Volke, A, Bang, K, Thestrup-Pedersen, K
Acta dermato-venereologica. 2000;(6):407-11
Abstract
Knowledge about the nature of lymphocytes infiltrating atopic dermatitis skin is restricted to allergen-specific T cells. We investigated the proliferative capacities of T lymphocytes cultured in an antigen-independent way from biopsies of atopic dermatitis skin. When compared with peripheral blood mononuclear cells (PBMC) from healthy donors or atopic dermatitis patients, the skin-homing lymphocytes proliferated more vigorously in response to stimulation with anti-CD3 antibodies (1 microglml), reflecting their high response capacity.
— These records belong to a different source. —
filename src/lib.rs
//! Single-connection SSH local port forwarding.
//!
//! `ssh-relay` listens on a local TCP port, accepts exactly one inbound
//! connection, opens a direct-tcpip channel over an authenticated SSH session
//! and relays bytes in both directions until either side closes or the user
//! interrupts. One invocation serves one connection.

pub mod cancel;
pub mod cli;
pub mod error;
pub mod forward;
pub mod logging;
pub mod ssh;

pub use error::{RelayError, Result};
pub use forward::{CloseReason, ForwardSpec, TunnelOutcome};
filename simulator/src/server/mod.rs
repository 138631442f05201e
pub mod bridge;
pub mod model;
pub mod config;
pub mod engine;
pub mod inquiry;
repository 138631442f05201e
use super::envelope::InquiryEnvelope;
use super::{interpret_response, GatewayResult};
use crate::protocol::InquiryRequest;
use log::{debug, warn};
use std::time::Duration;
use tokio::runtime::Builder as TokioBuilder;

/// Seconds to wait for the AFC engine before giving up on a submission.
pub const DEFAULT_TIMEOUT_SECS: u64 = 300;

/// Submits inquiries to an AFC endpoint over HTTP.
#[derive(Debug, Clone)]
pub struct HttpGateway {
    client: reqwest::Client,
    endpoint: String,
}

impl HttpGateway {
    pub fn new(endpoint: impl Into<String>) -> Self {
        Self::with_timeout(endpoint, Duration::from_secs(DEFAULT_TIMEOUT_SECS))
    }

    pub fn with_timeout(endpoint: impl Into<String>, timeout: Duration) -> Self {
        let client = reqwest::Client::builder()
            .timeout(timeout)
            .build()
            .unwrap_or_else(|err| {
                warn!("HTTP client without {timeout:?} timeout: {err}");
                reqwest::Client::new()
            });
        Self {
            client,
            endpoint: endpoint.into(),
        }
    }

    pub fn endpoint(&self) -> &str {
        &self.endpoint
    }

    /// Sends one inquiry. Never retries; every failure comes back as
    /// [`GatewayResult::Error`].
    pub async fn submit(&self, request: &InquiryRequest) -> GatewayResult {
        if let Err(err) = request.location.validate() {
            warn!("refusing to submit request {}: {}", request.request_id, err);
            return GatewayResult::fault(err);
        }
        let envelope = InquiryEnvelope::single(request.clone());
        debug!(
            "POST {} request {}",
            self.endpoint, request.request_id
        );

        let response = match self.client.post(&self.endpoint).json(&envelope).send().await {
            Ok(response) => response,
            Err(err) => {
                warn!("inquiry to {} failed: {}", self.endpoint, err);
                return GatewayResult::fault(err);
            }
        };
        let status = response.status();
        let reason = status.canonical_reason().unwrap_or_default().to_string();
        match response.bytes().await {
            Ok(body) => interpret_response(status.as_u16(), &reason, &body),
            Err(err) => {
                warn!("reading inquiry response from {} failed: {}", self.endpoint, err);
                GatewayResult::fault(err)
            }
        }
    }

    /// Blocking variant for command-line drivers without a runtime.
    pub fn submit_blocking(&self, request: &InquiryRequest) -> GatewayResult {
        match TokioBuilder::new_current_thread().enable_all().build() {
            Ok(runtime) => runtime.block_on(self.submit(request)),
            Err(err) => GatewayResult::fault(err),
        }
    }
}

#[cfg(test)]
mod tests {
    use super::*;
    use crate::gateway::{ErrorKind, GENERIC_FAILURE};
    use crate::protocol::{LinearPolygon, Point};
    use serde_json::{json, Value};
    use std::net::SocketAddr;
    use warp::http::StatusCode;
    use warp::Filter;

    async fn serve_fixed(status: StatusCode, body: Value) -> SocketAddr {
        let route = warp::path("availableSpectrumInquiry")
            .and(warp::post())
            .and(warp::body::json())
            .map(move |envelope: Value| {
                assert_eq!(envelope["version"], "1.1");
                assert_eq!(
                    envelope["availableSpectrumInquiryRequests"]
                        .as_array()
                        .map(Vec::len),
                    Some(1)
                );
                warp::reply::with_status(warp::reply::json(&body), status)
            });
        let (addr, server) = warp::serve(route).bind_ephemeral(([127, 0, 0, 1], 0));
        tokio::spawn(server);
        addr
    }

    fn endpoint(addr: SocketAddr) -> String {
        format!("http://{addr}/availableSpectrumInquiry")
    }

    #[tokio::test]
    async fn success_envelope_yields_first_response() {
        let addr = serve_fixed(
            StatusCode::OK,
            json!({"version": "1.1", "availableSpectrumInquiryResponses": [
                {"requestId": "0", "response": {"responseCode": 0}}
            ]}),
        )
        .await;
        let result = HttpGateway::new(endpoint(addr))
            .submit(&InquiryRequest::sample())
            .await;
        assert!(result.is_success());
    }

    #[tokio::test]
    async fn server_error_reports_status() {
        let addr = serve_fixed(StatusCode::INTERNAL_SERVER_ERROR, json!({"message": "boom"})).await;
        let result = HttpGateway::new(endpoint(addr))
            .submit(&InquiryRequest::sample())
            .await;
        let GatewayResult::Error(err) = result else {
            panic!("expected error");
        };
        assert_eq!(err.kind, ErrorKind::Transport);
        assert_eq!(err.code, Some(500));
        assert_eq!(err.description, "Internal Server Error");
        assert_eq!(err.body, Some(json!({"message": "boom"})));
    }

    #[tokio::test]
    async fn unreachable_engine_is_generic_fault() {
        let listener = std::net::TcpListener::bind("127.0.0.1:0").unwrap();
        let addr = listener.local_addr().unwrap();
        drop(listener);

        let result = HttpGateway::new(endpoint(addr))
            .submit(&InquiryRequest::sample())
            .await;
        let GatewayResult::Error(err) = result else {
            panic!("expected error");
        };
        assert_eq!(err.description, GENERIC_FAILURE);
        assert_eq!(err.code, None);
        assert!(matches!(err.body, Some(Value::String(_))));
    }

    #[tokio::test]
    async fn two_shapes_are_rejected_before_sending() {
        let mut request = InquiryRequest::sample();
        request.location.linear_polygon = Some(LinearPolygon {
            outer_boundary: vec![Point::new(1.0, 1.0)],
        });
        let result = HttpGateway::new("http://127.0.0.1:9/unused")
            .submit(&request)
            .await;
        assert!(!result.is_success());
    }
}
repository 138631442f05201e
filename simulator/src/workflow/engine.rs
use crate::generator::map::map_info_extension;
use crate::generator::profile::EirpGenerator;
use crate::workflow::config::EngineScenario;
use afccore::gateway::{ResponseEnvelope, PROTOCOL_VERSION};
use afccore::protocol::{InquiryRequest, InquiryResponse, ResponseCode, ResponseStatus};
use log::{info, warn};
use serde_json::{json, Value};

/// Protocol versions the mock engine answers.
pub const ALLOWED_VERSIONS: [&str; 2] = ["1.1", "1.3"];

/// Rejection carried back to the device inside a 200 envelope.
#[derive(Debug)]
struct Rejection {
    code: ResponseCode,
    supplemental_info: Option<Value>,
}

impl Rejection {
    fn new(code: ResponseCode, supplemental_info: Option<Value>) -> Self {
        Self {
            code,
            supplemental_info,
        }
    }

    /// The engine ships `supplementalInfo` as JSON text.
    fn into_response(self, request_id: &str) -> InquiryResponse {
        let info = self
            .supplemental_info
            .map(|info| Value::String(info.to_string()));
        InquiryResponse {
            request_id: request_id.to_string(),
            ruleset_id: None,
            response: ResponseStatus::failure(self.code, info),
            available_frequency_info: None,
            available_channel_info: None,
            availability_expire_time: None,
            vendor_extensions: None,
        }
    }
}

#[derive(Clone)]
pub struct Engine {
    scenario: EngineScenario,
}

impl Engine {
    pub fn new(scenario: EngineScenario) -> Self {
        Self { scenario }
    }

    pub fn scenario(&self) -> &EngineScenario {
        &self.scenario
    }

    /// Answers every inquiry of an envelope. A bad envelope version yields a
    /// single rejection for the first request.
    pub fn answer(&self, version: &str, requests: &[InquiryRequest]) -> ResponseEnvelope {
        let mut envelope = ResponseEnvelope {
            version: PROTOCOL_VERSION.into(),
            available_spectrum_inquiry_responses: Vec::with_capacity(requests.len()),
        };
        if !ALLOWED_VERSIONS.contains(&version) {
            warn!("rejecting envelope version {}", version);
            let request_id = requests
                .first()
                .map(|r| r.request_id.as_str())
                .unwrap_or_default();
            envelope.available_spectrum_inquiry_responses.push(
                Rejection::new(
                    ResponseCode::VersionNotSupported,
                    Some(json!({ "invalidVersion": [version] })),
                )
                .into_response(request_id),
            );
            return envelope;
        }

        for request in requests {
            let response = match self.evaluate(request) {
                Ok(response) => response,
                Err(rejection) => {
                    warn!(
                        "request {} rejected with {}",
                        request.request_id,
                        rejection.code.name()
                    );
                    rejection.into_response(&request.request_id)
                }
            };
            envelope.available_spectrum_inquiry_responses.push(response);
        }
        envelope
    }

    fn validate(&self, request: &InquiryRequest) -> Result<(), Rejection> {
        let device = &request.device_descriptor;
        if device.serial_number.trim().is_empty() {
            return Err(Rejection::new(
                ResponseCode::MissingParam,
                Some(json!({ "missingParams": ["serialNumber"] })),
            ));
        }
        if self.scenario.denied_serials.contains(&device.serial_number) {
            return Err(Rejection::new(ResponseCode::DeviceUnallowed, None));
        }
        if device.ruleset_ids.len() != 1 || !self.scenario.rulesets.contains(&device.ruleset_ids[0])
        {
            return Err(Rejection::new(
                ResponseCode::InvalidValue,
                Some(json!({ "invalidParams": ["rulesets"] })),
            ));
        }

        let shapes = request.location.shapes();
        if shapes.is_empty() {
            return Err(Rejection::new(
                ResponseCode::MissingParam,
                Some(json!({ "missingParams": ["ellipse", "linearPolygon", "radialPolygon"] })),
            ));
        }
        if shapes.len() > 1 {
            let names: Vec<&str> = shapes.iter().skip(1).map(|s| s.name()).collect();
            return Err(Rejection::new(
                ResponseCode::UnexpectedParam,
                Some(json!({ "unexpectedParams": names })),
            ));
        }

        let outside = request.inquired_frequency_range.iter().any(|range| {
            !self
                .scenario
                .allowed_ranges
                .iter()
                .any(|allowed| allowed.contains(range.low_frequency, range.high_frequency))
        });
        if outside {
            return Err(Rejection::new(ResponseCode::UnsupportedSpectrum, None));
        }
        Ok(())
    }

    fn evaluate(&self, request: &InquiryRequest) -> Result<InquiryResponse, Rejection> {
        self.validate(request)?;

        let mut generator = EirpGenerator::new(&self.scenario);
        let channel_info = generator.channel_info(&request.inquired_channels);
        let frequency_info = generator.frequency_info(&request.inquired_frequency_range);

        let vendor_extensions = match request.location.representative_point() {
            Some(center) if self.scenario.include_map => {
                match map_info_extension(&request.request_id, center) {
                    Ok(extension) => Some(vec![extension]),
                    Err(err) => {
                        warn!("skipping map info for {}: {:#}", request.request_id, err);
                        None
                    }
                }
            }
            _ => None,
        };

        info!(
            "request {} answered with {} channel classes",
            request.request_id,
            channel_info.len()
        );
        Ok(InquiryResponse {
            request_id: request.request_id.clone(),
            ruleset_id: request.device_descriptor.ruleset_ids.first().cloned(),
            response: ResponseStatus::success(),
            available_frequency_info: Some(frequency_info),
            available_channel_info: Some(channel_info),
            availability_expire_time: None,
            vendor_extensions,
        })
    }
}

#[cfg(test)]
mod tests {
    use super::*;
    use afccore::protocol::{FrequencyRange, LinearPolygon, Point};

    fn engine() -> Engine {
        Engine::new(EngineScenario {
            denied_serials: vec!["rogue-ap".into()],
            ..Default::default()
        })
    }

    fn code_of(request: InquiryRequest) -> i64 {
        engine().answer("1.1", &[request]).available_spectrum_inquiry_responses[0]
            .response
            .response_code
    }

    #[test]
    fn sample_request_succeeds_with_map_info() {
        let envelope = engine().answer("1.1", &[InquiryRequest::sample()]);
        let response = &envelope.available_spectrum_inquiry_responses[0];
        assert!(response.is_success());
        assert_eq!(response.channel_info().len(), 2);
        assert!(response.extensions().map_info().unwrap().is_some());
    }

    #[test]
    fn unsupported_version_is_rejected() {
        let envelope = engine().answer("0.9", &[InquiryRequest::sample()]);
        let response = &envelope.available_spectrum_inquiry_responses[0];
        assert_eq!(response.response.response_code, 100);
        assert_eq!(
            response.response.supplemental_info,
            Some(Value::String(r#"{"invalidVersion":["0.9"]}"#.into()))
        );
    }

    #[test]
    fn device_checks_map_to_response_codes() {
        let mut missing = InquiryRequest::sample();
        missing.device_descriptor.serial_number.clear();
        assert_eq!(code_of(missing), 102);

        let mut denied = InquiryRequest::sample();
        denied.device_descriptor.serial_number = "rogue-ap".into();
        assert_eq!(code_of(denied), 101);

        let mut ruleset = InquiryRequest::sample();
        ruleset.device_descriptor.ruleset_ids = vec!["ISED_DBS-06".into()];
        assert_eq!(code_of(ruleset), 103);
    }

    #[test]
    fn location_checks_map_to_response_codes() {
        let mut none = InquiryRequest::sample();
        none.location.ellipse = None;
        assert_eq!(code_of(none), 102);

        let mut two = InquiryRequest::sample();
        two.location.linear_polygon = Some(LinearPolygon {
            outer_boundary: vec![Point::new(41.0, -74.0)],
        });
        assert_eq!(code_of(two), 106);
    }

    #[test]
    fn spectrum_outside_allowed_ranges_is_rejected() {
        let mut request = InquiryRequest::sample();
        request.inquired_frequency_range = vec![FrequencyRange {
            low_frequency: 6_425_000_000,
            high_frequency: 6_525_000_000,
        }];
        assert_eq!(code_of(request), 300);
    }

    #[test]
    fn every_request_of_a_batch_is_answered() {
        let mut second = InquiryRequest::sample();
        second.request_id = "1".into();
        let envelope = engine().answer("1.3", &[InquiryRequest::sample(), second]);
        let ids: Vec<_> = envelope
            .available_spectrum_inquiry_responses
            .iter()
            .map(|r| r.request_id.as_str())
            .collect();
        assert_eq!(ids, vec!["0", "1"]);
    }
}
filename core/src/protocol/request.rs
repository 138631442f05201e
use super::extension::VendorExtension;
use crate::math::StatsHelper;
use crate::prelude::{AfcError, AfcResult, LatLng};
use serde::{Deserialize, Serialize};

/// Geographic point as carried on the wire.
#[derive(Debug, Clone, Copy, PartialEq, Serialize, Deserialize)]
pub struct Point {
    pub longitude: f64,
    pub latitude: f64,
}

impl Point {
    pub fn new(latitude: f64, longitude: f64) -> Self {
        Self {
            longitude,
            latitude,
        }
    }
}

/// Ellipse location: axes in metres, orientation in degrees.
#[derive(Debug, Clone, PartialEq, Serialize, Deserialize)]
#[serde(rename_all = "camelCase")]
pub struct Ellipse {
    pub center: Point,
    pub major_axis: f64,
    pub minor_axis: f64,
    pub orientation: f64,
}

#[derive(Debug, Clone, PartialEq, Serialize, Deserialize)]
#[serde(rename_all = "camelCase")]
pub struct LinearPolygon {
    pub outer_boundary: Vec<Point>,
}

/// Boundary vertex of a radial polygon, relative to its centre.
#[derive(Debug, Clone, Copy, PartialEq, Serialize, Deserialize)]
pub struct Vector {
    pub length: f64,
    pub angle: f64,
}

#[derive(Debug, Clone, PartialEq, Serialize, Deserialize)]
#[serde(rename_all = "camelCase")]
pub struct RadialPolygon {
    pub center: Point,
    pub outer_boundary: Vec<Vector>,
}

#[derive(Debug, Clone, PartialEq, Serialize, Deserialize)]
#[serde(rename_all = "camelCase")]
pub struct Elevation {
    pub height: f64,
    pub vertical_uncertainty: f64,
    pub height_type: String,
}

impl Default for Elevation {
    fn default() -> Self {
        Self {
            height: 15.0,
            vertical_uncertainty: 5.0,
            height_type: "AGL".into(),
        }
    }
}

/// Borrowed view over whichever location shape a request carries.
#[derive(Debug, Clone, Copy)]
pub enum Shape<'a> {
    Ellipse(&'a Ellipse),
    LinearPolygon(&'a LinearPolygon),
    RadialPolygon(&'a RadialPolygon),
}

impl Shape<'_> {
    /// Representative point used to place the map marker.
    pub fn representative_point(&self) -> Option<LatLng> {
        match self {
            Shape::Ellipse(ellipse) => Some(LatLng::new(
                ellipse.center.latitude,
                ellipse.center.longitude,
            )),
            Shape::LinearPolygon(polygon) => {
                let vertices: Vec<[f64; 2]> = polygon
                    .outer_boundary
                    .iter()
                    .map(|p| [p.latitude, p.longitude])
                    .collect();
                StatsHelper::centroid(&vertices).map(|[lat, lng]| LatLng::new(lat, lng))
            }
            Shape::RadialPolygon(polygon) => Some(LatLng::new(
                polygon.center.latitude,
                polygon.center.longitude,
            )),
        }
    }

    pub fn name(&self) -> &'static str {
        match self {
            Shape::Ellipse(_) => "ellipse",
            Shape::LinearPolygon(_) => "linearPolygon",
            Shape::RadialPolygon(_) => "radialPolygon",
        }
    }
}

#[derive(Debug, Clone, PartialEq, Serialize, Deserialize, Default)]
#[serde(rename_all = "camelCase")]
pub struct Location {
    #[serde(default, skip_serializing_if = "Option::is_none")]
    pub ellipse: Option<Ellipse>,
    #[serde(default, skip_serializing_if = "Option::is_none")]
    pub linear_polygon: Option<LinearPolygon>,
    #[serde(default, skip_serializing_if = "Option::is_none")]
    pub radial_polygon: Option<RadialPolygon>,
    #[serde(default)]
    pub elevation: Elevation,
    #[serde(default)]
    pub indoor_deployment: u8,
}

impl Location {
    pub fn from_ellipse(ellipse: Ellipse) -> Self {
        Self {
            ellipse: Some(ellipse),
            ..Default::default()
        }
    }

    pub fn from_linear_polygon(polygon: LinearPolygon) -> Self {
        Self {
            linear_polygon: Some(polygon),
            ..Default::default()
        }
    }

    pub fn from_radial_polygon(polygon: RadialPolygon) -> Self {
        Self {
            radial_polygon: Some(polygon),
            ..Default::default()
        }
    }

    /// All populated shapes, in wire order.
    pub fn shapes(&self) -> Vec<Shape<'_>> {
        let mut shapes = Vec::with_capacity(1);
        if let Some(ellipse) = &self.ellipse {
            shapes.push(Shape::Ellipse(ellipse));
        }
        if let Some(polygon) = &self.linear_polygon {
            shapes.push(Shape::LinearPolygon(polygon));
        }
        if let Some(polygon) = &self.radial_polygon {
            shapes.push(Shape::RadialPolygon(polygon));
        }
        shapes
    }

    /// The single populated shape, `None` when the location carries none.
    pub fn shape(&self) -> Option<Shape<'_>> {
        self.shapes().into_iter().next()
    }

    /// At most one shape may be populated.
    pub fn validate(&self) -> AfcResult<()> {
        let shapes = self.shapes();
        if shapes.len() > 1 {
            let names: Vec<_> = shapes.iter().map(Shape::name).collect();
            return Err(AfcError::InvalidLocation(format!(
                "expected one location shape, found {}",
                names.join(", ")
            )));
        }
        Ok(())
    }

    pub fn representative_point(&self) -> Option<LatLng> {
        self.shape().and_then(|shape| shape.representative_point())
    }
}

#[derive(Debug, Clone, PartialEq, Serialize, Deserialize)]
pub struct CertificationId {
    pub nra: String,
    pub id: String,
}

#[derive(Debug, Clone, PartialEq, Serialize, Deserialize, Default)]
#[serde(rename_all = "camelCase")]
pub struct DeviceDescriptor {
    pub serial_number: String,
    #[serde(default)]
    pub certification_id: Vec<CertificationId>,
    #[serde(default)]
    pub ruleset_ids: Vec<String>,
}

#[derive(Debug, Clone, PartialEq, Serialize, Deserialize)]
#[serde(rename_all = "camelCase")]
pub struct InquiredChannel {
    pub global_operating_class: u32,
    #[serde(default, skip_serializing_if = "Option::is_none")]
    pub channel_cfi: Option<Vec<u32>>,
}

/// Frequency span in Hz.
#[derive(Debug, Clone, Copy, PartialEq, Serialize, Deserialize)]
#[serde(rename_all = "camelCase")]
pub struct FrequencyRange {
    pub low_frequency: u64,
    pub high_frequency: u64,
}

#[derive(Debug, Clone, PartialEq, Serialize, Deserialize)]
#[serde(rename_all = "camelCase")]
pub struct InquiryRequest {
    pub request_id: String,
    pub device_descriptor: DeviceDescriptor,
    pub location: Location,
    #[serde(default, skip_serializing_if = "Option::is_none")]
    pub min_desired_power: Option<f64>,
    #[serde(default, skip_serializing_if = "Vec::is_empty")]
    pub vendor_extensions: Vec<VendorExtension>,
    #[serde(default)]
    pub inquired_channels: Vec<InquiredChannel>,
    #[serde(default)]
    pub inquired_frequency_range: Vec<FrequencyRange>,
}

pub const DEFAULT_RULESET: &str = "US_47_CFR_PART_15_SUBPART_E";

impl InquiryRequest {
    /// Ready-made request used by the console form and the offline driver.
    pub fn sample() -> Self {
        Self {
            request_id: "0".into(),
            device_descriptor: DeviceDescriptor {
                serial_number: "sample-ap".into(),
                certification_id: vec![CertificationId {
                    nra: "FCC".into(),
                    id: "1234567890".into(),
                }],
                ruleset_ids: vec![DEFAULT_RULESET.into()],
            },
            location: Location {
                elevation: Elevation::default(),
                indoor_deployment: 1,
                ..Location::from_ellipse(Ellipse {
                    center: Point::new(41.0, -74.0),
                    major_axis: 200.0,
                    minor_axis: 100.0,
                    orientation: 90.0,
                })
            },
            min_desired_power: Some(15.0),
            vendor_extensions: Vec::new(),
            inquired_channels: vec![
                InquiredChannel {
                    global_operating_class: 133,
                    channel_cfi: None,
                },
                InquiredChannel {
                    global_operating_class: 134,
                    channel_cfi: Some(vec![15, 47, 79]),
                },
            ],
            inquired_frequency_range: vec![FrequencyRange {
                low_frequency: 5_925_000_000,
                high_frequency: 6_425_000_000,
            }],
        }
    }
}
When stimulated with phytohemagglutinin (10 microg/ml) or staphylococcal enterotoxin A (0.1 microg/ml) the skin-homing lymphocytes achieved significantly lower proliferation levels than PBMC. In contrast to normal and atopic PBMC the skin-homing lymphocytes did not respond to tuberculin purified protein derivative (10 microg/ml). In the mixed lymphocyte reaction the skin-homing lymphocytes did not stimulate autologous PBMC to proliferate. We conclude that skin-homing lymphocytes have more pronounced immune deviations than PBMC in patients with atopic dermatitis. They represent a valuable approach for further investigating the pathogenesis of the disease.